[Entries shown — start]

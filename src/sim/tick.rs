//! Per-frame orchestration.
//!
//! The order inside a tick is part of the contract: the rig advances first,
//! fish perceive and bite against the post-transition rig, ocean bookkeeping
//! consumes the same frame's events, and the economy folds in last. A handler
//! reading the buffer therefore always observes the rig after its transition
//! (a `FishCaught` consumer sees the rig already back in Idle).

use super::input::TickInput;
use super::state::SimState;

/// Advance the whole simulation by one frame.
pub fn tick(state: &mut SimState, input: &TickInput, dt: f32) {
    state.events.clear();
    state.time_ticks += 1;

    state.rig.tick(input, &state.scene, dt, &mut state.events);
    state.ocean.update(&mut state.rig, dt, &mut state.events);
    let catches = state.ocean.resolve_lifecycle(&mut state.events);
    state.economy.apply(state.rig.action(), &catches, dt);
}

#[cfg(test)]
mod tests {
    use super::*;
    use glam::Vec2;

    use crate::consts::SIM_DT;
    use crate::sim::events::GameEvent;
    use crate::sim::fish::{
        Fish, FishBehavior, FishDescription, FishMode, FishModifier, FishMovement, FishRarity,
        FishSize,
    };
    use crate::sim::input::ButtonState;
    use crate::sim::rig::RigState;

    fn press() -> TickInput {
        TickInput {
            primary: ButtonState {
                pressed: true,
                held: true,
                repeat: true,
            },
            ..Default::default()
        }
    }

    fn hold() -> TickInput {
        TickInput {
            primary: ButtonState {
                pressed: false,
                held: true,
                repeat: false,
            },
            ..Default::default()
        }
    }

    fn released() -> TickInput {
        TickInput::default()
    }

    /// A fish parked in the deep water the default cast reels through.
    fn planted_fish(id: u32, size: FishSize) -> Fish {
        Fish::new(
            id,
            FishDescription::new(size, FishRarity::Common, FishModifier::Typical),
            FishMovement {
                max_speed: 50.0,
                acceleration: 220.0,
                range_min: Vec2::new(150.0, 400.0),
                range_max: Vec2::new(600.0, 470.0),
            },
            FishBehavior {
                sight_distance: 160.0,
                sight_half_angle: 0.9,
                lunge_multiplier: 1.8,
            },
            Vec2::new(260.0, 440.0),
        )
    }

    /// Swing for 12 ticks and release, then run the flight until the splash.
    fn cast_until_reeling(state: &mut SimState, log: &mut Vec<GameEvent>) {
        run(state, &press(), 1, log);
        run(state, &hold(), 12, log);
        run(state, &released(), 1, log);
        for _ in 0..600 {
            run(state, &released(), 1, log);
            if matches!(state.rig.state(), RigState::Reeling { .. }) {
                return;
            }
        }
        panic!("cast never splashed down");
    }

    /// Tick `count` frames and collect every event produced.
    fn run(state: &mut SimState, input: &TickInput, count: usize, log: &mut Vec<GameEvent>) {
        for _ in 0..count {
            tick(state, input, SIM_DT);
            log.extend(state.events.iter().copied());
        }
    }

    fn hook_count(log: &[GameEvent]) -> usize {
        log.iter()
            .filter(|e| matches!(e, GameEvent::FishHooked(_)))
            .count()
    }

    #[test]
    fn test_small_fish_chases_and_hooks() {
        let mut state = SimState::new(21);
        state.ocean.fish.clear();
        state.ocean.fish.push(planted_fish(1000, FishSize::Small));

        let mut log = Vec::new();
        cast_until_reeling(&mut state, &mut log);

        // leave the line slack; the lure swings to the bottom of its arc and
        // the fish finds it
        run(&mut state, &released(), 600, &mut log);

        assert_eq!(hook_count(&log), 1);
        assert!(log.contains(&GameEvent::FishHooked(1000)));
        assert_eq!(state.rig.hooked_fish(), Some(1000));
        assert_eq!(state.ocean.fish[0].mode, FishMode::Hooked);
        // a hooked fish rides the lure
        assert_eq!(state.ocean.fish[0].pos, state.rig.lure_pos());
    }

    #[test]
    fn test_medium_fish_snaps_basic_lure() {
        let mut state = SimState::new(21);
        state.ocean.fish.clear();
        state.ocean.fish.push(planted_fish(1000, FishSize::Medium));

        let mut log = Vec::new();
        cast_until_reeling(&mut state, &mut log);
        run(&mut state, &released(), 600, &mut log);

        assert_eq!(hook_count(&log), 0);
        assert_eq!(
            log.iter()
                .filter(|e| matches!(e, GameEvent::LureBroke))
                .count(),
            1
        );
        // nothing was hooked, so nothing was eaten
        assert!(!log.iter().any(|e| matches!(e, GameEvent::FishEaten(_))));
        assert!(state.rig.is_lure_broken());
        assert_eq!(state.ocean.fish[0].mode, FishMode::Swimming);
    }

    #[test]
    fn test_caught_fish_pays_out_and_respawns() {
        let mut state = SimState::new(21);
        state.ocean.fish.clear();
        state.ocean.fish.push(planted_fish(1000, FishSize::Small));

        let mut log = Vec::new();
        cast_until_reeling(&mut state, &mut log);
        run(&mut state, &released(), 600, &mut log);
        assert_eq!(state.rig.hooked_fish(), Some(1000));

        // crank the hooked fish all the way in
        run(&mut state, &hold(), 600, &mut log);

        assert!(matches!(state.rig.state(), RigState::Idle));
        assert_eq!(state.rig.hooked_fish(), None);
        assert_eq!(
            log.iter()
                .filter(|e| matches!(e, GameEvent::FishCaught(_)))
                .count(),
            1
        );
        assert!(log.contains(&GameEvent::FishRemoved(1000)));
        assert!(state.ocean.fish.iter().all(|f| f.id != 1000));
        assert_eq!(state.ocean.pending_count(), 1);

        // Small Common Typical sells for 10
        assert_eq!(state.economy.money.total(), 10);
        assert!(state.economy.timer.elapsed() > 0.0);
    }

    #[test]
    fn test_events_cleared_every_tick() {
        let mut state = SimState::new(4);
        // construction leaves the population announcements in the buffer
        assert!(!state.events.is_empty());
        // a quiet idle tick clears them and produces nothing new
        tick(&mut state, &released(), SIM_DT);
        assert!(state.events.is_empty());
        assert_eq!(state.time_ticks, 1);
    }

    #[test]
    fn test_same_seed_same_session() {
        let mut a = SimState::new(77);
        let mut b = SimState::new(77);
        let mut log_a = Vec::new();
        let mut log_b = Vec::new();

        cast_until_reeling(&mut a, &mut log_a);
        cast_until_reeling(&mut b, &mut log_b);
        run(&mut a, &hold(), 300, &mut log_a);
        run(&mut b, &hold(), 300, &mut log_b);

        assert_eq!(log_a, log_b);
        assert_eq!(a.time_ticks, b.time_ticks);
        assert_eq!(a.rig.lure_pos(), b.rig.lure_pos());
        for (fa, fb) in a.ocean.fish.iter().zip(&b.ocean.fish) {
            assert_eq!(fa.pos, fb.pos);
            assert_eq!(fa.description, fb.description);
        }
    }
}
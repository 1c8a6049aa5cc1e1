//! Fish: immutable description data plus the runtime steering AI.
//!
//! A fish is three shared value objects (what it is, how it moves, how it
//! perceives) and a small amount of runtime state. The AI is a three-mode
//! machine driven purely by perception: patrol the home range, chase a lure
//! that enters the sight cone, ride the hook once a bite lands.

use glam::Vec2;
use serde::{Deserialize, Serialize};

use crate::consts::{BITE_DISTANCE, MIN_RENDER_SCALE};

use super::events::GameEvent;
use super::rig::FishingRig;

pub type FishId = u32;

/// Size class, ordered smallest to largest
#[derive(Debug, Clone, Copy, PartialEq, Eq, PartialOrd, Ord, Hash, Serialize, Deserialize)]
pub enum FishSize {
    Small,
    Medium,
    Large,
    VeryLarge,
}

impl FishSize {
    /// Value multiplier
    pub fn factor(&self) -> f32 {
        match self {
            FishSize::Small => 1.0,
            FishSize::Medium => 3.0,
            FishSize::Large => 5.0,
            FishSize::VeryLarge => 7.0,
        }
    }

    /// Next size class up; the chaining lures accept exactly this
    pub fn next_larger(&self) -> Option<FishSize> {
        match self {
            FishSize::Small => Some(FishSize::Medium),
            FishSize::Medium => Some(FishSize::Large),
            FishSize::Large => Some(FishSize::VeryLarge),
            FishSize::VeryLarge => None,
        }
    }

    /// Distance from body center to mouth
    pub fn half_body_length(&self) -> f32 {
        match self {
            FishSize::Small => 10.0,
            FishSize::Medium => 18.0,
            FishSize::Large => 28.0,
            FishSize::VeryLarge => 40.0,
        }
    }

    /// Patrol speed multiplier: small fish dart, very large fish cruise
    pub fn speed_scale(&self) -> f32 {
        match self {
            FishSize::Small => 1.25,
            FishSize::Medium => 1.0,
            FishSize::Large => 0.8,
            FishSize::VeryLarge => 0.6,
        }
    }
}

/// Rarity tier
#[derive(Debug, Clone, Copy, PartialEq, Eq, PartialOrd, Ord, Hash, Serialize, Deserialize)]
pub enum FishRarity {
    Common,
    Uncommon,
    Rare,
    VeryRare,
}

impl FishRarity {
    /// Value multiplier
    pub fn factor(&self) -> f32 {
        match self {
            FishRarity::Common => 1.0,
            FishRarity::Uncommon => 2.0,
            FishRarity::Rare => 3.0,
            FishRarity::VeryRare => 4.0,
        }
    }
}

/// Physical condition of an individual fish
#[derive(Debug, Clone, Copy, PartialEq, Eq, Hash, Serialize, Deserialize)]
pub enum FishModifier {
    Typical,
    Fat,
    Thin,
    Ancient,
    Young,
    Beautiful,
    Ugly,
}

impl FishModifier {
    /// Value multiplier
    pub fn factor(&self) -> f32 {
        match self {
            FishModifier::Typical => 1.0,
            FishModifier::Fat | FishModifier::Ancient | FishModifier::Beautiful => 1.5,
            FishModifier::Thin | FishModifier::Young | FishModifier::Ugly => 0.75,
        }
    }
}

/// What a fish is. Copy value object; `modifier` is the one field mutated
/// after construction, and only by lure hook effects.
#[derive(Debug, Clone, Copy, PartialEq, Eq, Serialize, Deserialize)]
pub struct FishDescription {
    pub size: FishSize,
    pub rarity: FishRarity,
    pub modifier: FishModifier,
}

impl FishDescription {
    pub fn new(size: FishSize, rarity: FishRarity, modifier: FishModifier) -> Self {
        Self {
            size,
            rarity,
            modifier,
        }
    }

    /// Sale value: round(size × rarity × modifier × 10)
    pub fn value(&self) -> u32 {
        (self.size.factor() * self.rarity.factor() * self.modifier.factor() * 10.0).round() as u32
    }

    /// Sprite-atlas group key; one sheet per size/rarity pair
    pub fn sprite_group(&self) -> u32 {
        self.size as u32 * 4 + self.rarity as u32
    }
}

/// Movement envelope (immutable, shared by a fish and its respawn)
#[derive(Debug, Clone, Copy, Serialize, Deserialize)]
pub struct FishMovement {
    /// Patrol cruise speed
    pub max_speed: f32,
    /// Fixed steering acceleration magnitude per axis
    pub acceleration: f32,
    /// Home range, min corner
    pub range_min: Vec2,
    /// Home range, max corner
    pub range_max: Vec2,
}

/// Perception parameters (immutable)
#[derive(Debug, Clone, Copy, Serialize, Deserialize)]
pub struct FishBehavior {
    /// How far the fish can notice a lure
    pub sight_distance: f32,
    /// Half-angle of the sight cone around the facing direction, radians
    pub sight_half_angle: f32,
    /// Chase speed as a multiple of cruise speed
    pub lunge_multiplier: f32,
}

/// Runtime mode, driven purely by perception
#[derive(Debug, Clone, Copy, PartialEq, Eq, Serialize, Deserialize)]
pub enum FishMode {
    Swimming,
    Chasing,
    Hooked,
}

/// A live fish owned by the ocean
#[derive(Debug, Clone, Serialize, Deserialize)]
pub struct Fish {
    pub id: FishId,
    pub description: FishDescription,
    pub movement: FishMovement,
    pub behavior: FishBehavior,
    pub pos: Vec2,
    pub vel: Vec2,
    pub target_vel: Vec2,
    pub mode: FishMode,
    /// Last nonzero travel direction; stable while the fish rests
    facing: Vec2,
}

impl Fish {
    pub fn new(
        id: FishId,
        description: FishDescription,
        movement: FishMovement,
        behavior: FishBehavior,
        pos: Vec2,
    ) -> Self {
        Self {
            id,
            description,
            movement,
            behavior,
            pos,
            vel: Vec2::ZERO,
            target_vel: Vec2::ZERO,
            mode: FishMode::Swimming,
            facing: Vec2::NEG_X,
        }
    }

    /// Unit facing direction
    pub fn facing(&self) -> Vec2 {
        self.facing
    }

    /// Mouth position: half a body length ahead of center
    pub fn mouth_pos(&self) -> Vec2 {
        self.pos + self.facing * self.description.size.half_body_length()
    }

    /// Signed body rotation for the renderer
    pub fn rotation(&self) -> f32 {
        let r = self.facing.x.abs().clamp(0.0, 1.0).acos();
        if self.facing.y < 0.0 { -r } else { r }
    }

    /// Horizontal flip scale: negative when swimming rightward, shrinking
    /// toward a floor as the fish drops below cruise speed
    pub fn render_scale(&self) -> f32 {
        let magnitude = if self.movement.max_speed > 0.0 {
            (self.vel.length() / self.movement.max_speed).clamp(MIN_RENDER_SCALE, 1.0)
        } else {
            1.0
        };
        if self.facing.x > 0.0 {
            -magnitude
        } else {
            magnitude
        }
    }

    /// Advance one frame. Perception and the bite resolve before the steering
    /// integration, so a strike that closes this tick hooks this tick.
    pub fn update(
        &mut self,
        rig: &mut FishingRig,
        hooked_desc: Option<FishDescription>,
        dt: f32,
        events: &mut Vec<GameEvent>,
    ) {
        if self.mode == FishMode::Hooked {
            self.pos = rig.lure_pos();
            return;
        }

        let sees = self.sees_lure(rig, hooked_desc.as_ref());
        match self.mode {
            FishMode::Swimming if sees => self.mode = FishMode::Chasing,
            FishMode::Chasing if !sees => self.mode = FishMode::Swimming,
            _ => {}
        }

        if self.mode == FishMode::Chasing {
            let to_lure = rig.lure_pos() - self.pos;
            if to_lure.length_squared() <= BITE_DISTANCE * BITE_DISTANCE {
                let hooked =
                    rig.bite_lure(self.id, &self.description, hooked_desc.as_ref(), events);
                if hooked {
                    if let Some(modifier) = rig.active_lure().hook_modifier() {
                        self.description.modifier = modifier;
                    }
                    self.mode = FishMode::Hooked;
                    self.pos = rig.lure_pos();
                    return;
                }
            }
            let lunge = self.movement.max_speed * self.behavior.lunge_multiplier;
            self.target_vel = to_lure.normalize_or_zero() * lunge;
        } else {
            self.update_swim_target();
        }

        self.accelerate_toward_target(dt);
        self.pos += self.vel * dt;
        if self.vel.length_squared() > 0.0 {
            self.facing = self.vel.normalize_or_zero();
        }
    }

    /// Lure visibility: in range, inside the sight cone, and worth chasing.
    fn sees_lure(&self, rig: &FishingRig, hooked_desc: Option<&FishDescription>) -> bool {
        let mouth = self.mouth_pos();
        let to_lure = rig.lure_pos() - mouth;
        let sight = self.behavior.sight_distance;
        if to_lure.length_squared() > sight * sight {
            return false;
        }

        let dir = to_lure.normalize_or_zero();
        if dir != Vec2::ZERO {
            // clamp before acos: f32 dot products drift past 1.0
            let dot = self.facing.dot(dir).clamp(-1.0, 1.0);
            if dot.acos() > self.behavior.sight_half_angle {
                return false;
            }
        }

        rig.is_attracted_to_lure(&self.description, hooked_desc)
    }

    /// Patrol steering: push back toward the home range on any exited axis,
    /// otherwise keep the current horizontal heading.
    fn update_swim_target(&mut self) {
        let cruise = self.movement.max_speed;

        if self.pos.x < self.movement.range_min.x {
            self.target_vel.x = cruise;
        } else if self.pos.x > self.movement.range_max.x {
            self.target_vel.x = -cruise;
        } else if self.target_vel.x == 0.0 {
            self.target_vel.x = if self.facing.x >= 0.0 { cruise } else { -cruise };
        }

        if self.pos.y < self.movement.range_min.y {
            self.target_vel.y = cruise;
        } else if self.pos.y > self.movement.range_max.y {
            self.target_vel.y = -cruise;
        } else {
            self.target_vel.y = 0.0;
        }
    }

    /// Fixed-magnitude acceleration toward the target velocity per axis,
    /// landing exactly on the target instead of overshooting.
    fn accelerate_toward_target(&mut self, dt: f32) {
        let step = self.movement.acceleration * dt;
        self.vel.x = approach(self.vel.x, self.target_vel.x, step);
        self.vel.y = approach(self.vel.y, self.target_vel.y, step);
    }
}

fn approach(current: f32, target: f32, step: f32) -> f32 {
    if current < target {
        (current + step).min(target)
    } else {
        (current - step).max(target)
    }
}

[Entries shown — finish]

▶ What the task asks
Copy the lines above that hold the word "Fixed".

▶ Answer for the task
    /// Fixed steering acceleration magnitude per axis
    /// Fixed-magnitude acceleration toward the target velocity per axis,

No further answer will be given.